→ **Problem description**: Find each line of the material below in which the word "viewport" occurs, and return it.
--------
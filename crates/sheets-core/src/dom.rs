#![forbid(unsafe_code)]

//! Host tree abstraction.
//!
//! [`Dom`] is the minimal surface the overlay engine needs from a document:
//! structure (parent/children), attributes, focus, scroll metrics, and a
//! page-level scroll lock. Nodes are addressed by copyable [`NodeId`]
//! handles owned by the host.
//!
//! # Invariants
//!
//! - A `NodeId` is never reused by the same host for a different node.
//! - `children()` returns nodes in document order.
//! - `focus()` returns `true` only if the node actually became the active
//!   element.
//!
//! # Failure Modes
//!
//! - Queries on removed nodes return empty/`None` values rather than
//!   panicking.

/// Handle to a node owned by a [`Dom`] host.
#[derive(Debug, Clone, Copy, PartialEq, Eq, Hash, PartialOrd, Ord)]
#[cfg_attr(feature = "serde", derive(serde::Serialize, serde::Deserialize))]
pub struct NodeId(u32);

impl NodeId {
    /// Wrap a raw host identifier.
    #[inline]
    pub const fn new(raw: u32) -> Self {
        Self(raw)
    }

    /// Get the raw host identifier.
    #[inline]
    pub const fn get(self) -> u32 {
        self.0
    }
}

/// Scroll geometry of a single element, in CSS pixels.
#[derive(Debug, Clone, Copy, PartialEq, Default)]
#[cfg_attr(feature = "serde", derive(serde::Serialize, serde::Deserialize))]
pub struct ScrollMetrics {
    /// Current vertical scroll offset.
    pub scroll_top: f64,
    /// Total scrollable content height.
    pub scroll_height: f64,
    /// Visible height of the element.
    pub client_height: f64,
}

impl ScrollMetrics {
    /// Create metrics from raw values.
    pub const fn new(scroll_top: f64, scroll_height: f64, client_height: f64) -> Self {
        Self {
            scroll_top,
            scroll_height,
            client_height,
        }
    }

    /// Whether the element has content hidden above the viewport.
    #[inline]
    pub fn can_scroll_up(&self) -> bool {
        self.scroll_top > 0.0
    }

    /// Whether the element has content hidden below the viewport.
    #[inline]
    pub fn can_scroll_down(&self) -> bool {
        self.scroll_top + self.client_height < self.scroll_height
    }
}

/// Document operations required by the overlay engine.
pub trait Dom {
    /// The node overlays attach to when no explicit root is configured
    /// (the `<body>` of a browser document).
    fn document_root(&self) -> NodeId;

    /// Create a detached element.
    fn create_element(&mut self, tag: &str) -> NodeId;

    /// Append `child` as the last child of `parent`, detaching it from any
    /// previous parent.
    fn append_child(&mut self, parent: NodeId, child: NodeId);

    /// Detach `node` (and its subtree) from the document.
    fn remove(&mut self, node: NodeId);

    /// Parent of `node`, if attached.
    fn parent(&self, node: NodeId) -> Option<NodeId>;

    /// Children of `node` in document order.
    fn children(&self, node: NodeId) -> Vec<NodeId>;

    /// Lowercase tag name of `node`.
    fn tag(&self, node: NodeId) -> Option<String>;

    /// Read an attribute.
    fn attribute(&self, node: NodeId, name: &str) -> Option<String>;

    /// Write an attribute.
    fn set_attribute(&mut self, node: NodeId, name: &str, value: &str);

    /// Remove an attribute. Removing a missing attribute is a no-op.
    fn remove_attribute(&mut self, node: NodeId, name: &str);

    /// Effective tab index (DOM `tabIndex` semantics: `-1` when the element
    /// is only programmatically focusable or not focusable at all).
    fn tab_index(&self, node: NodeId) -> i32;

    /// Currently focused element.
    fn active_element(&self) -> Option<NodeId>;

    /// Move focus to `node`. Returns whether focus actually moved there.
    fn focus(&mut self, node: NodeId) -> bool;

    /// Scroll geometry of `node`.
    fn scroll_metrics(&self, node: NodeId) -> ScrollMetrics;

    /// Set (or clear, with `None`) an inline style property.
    fn set_style(&mut self, node: NodeId, property: &str, value: Option<&str>);

    /// Lock or unlock page scrolling.
    fn set_scroll_locked(&mut self, locked: bool);

    /// Whether page scrolling is currently locked.
    fn is_scroll_locked(&self) -> bool;

    /// Whether an attribute is present.
    fn has_attribute(&self, node: NodeId, name: &str) -> bool {
        self.attribute(node, name).is_some()
    }

    /// Whether `node` is `ancestor` or lies inside its subtree.
    fn contains(&self, ancestor: NodeId, node: NodeId) -> bool {
        let mut cursor = Some(node);
        while let Some(current) = cursor {
            if current == ancestor {
                return true;
            }
            cursor = self.parent(current);
        }
        false
    }

    /// Whether `node` is attached to the document.
    fn is_connected(&self, node: NodeId) -> bool {
        self.contains(self.document_root(), node)
    }
}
--------
→ **Answer for this exercise**:
    /// Whether the element has content hidden above the viewport.
    /// Whether the element has content hidden below the viewport.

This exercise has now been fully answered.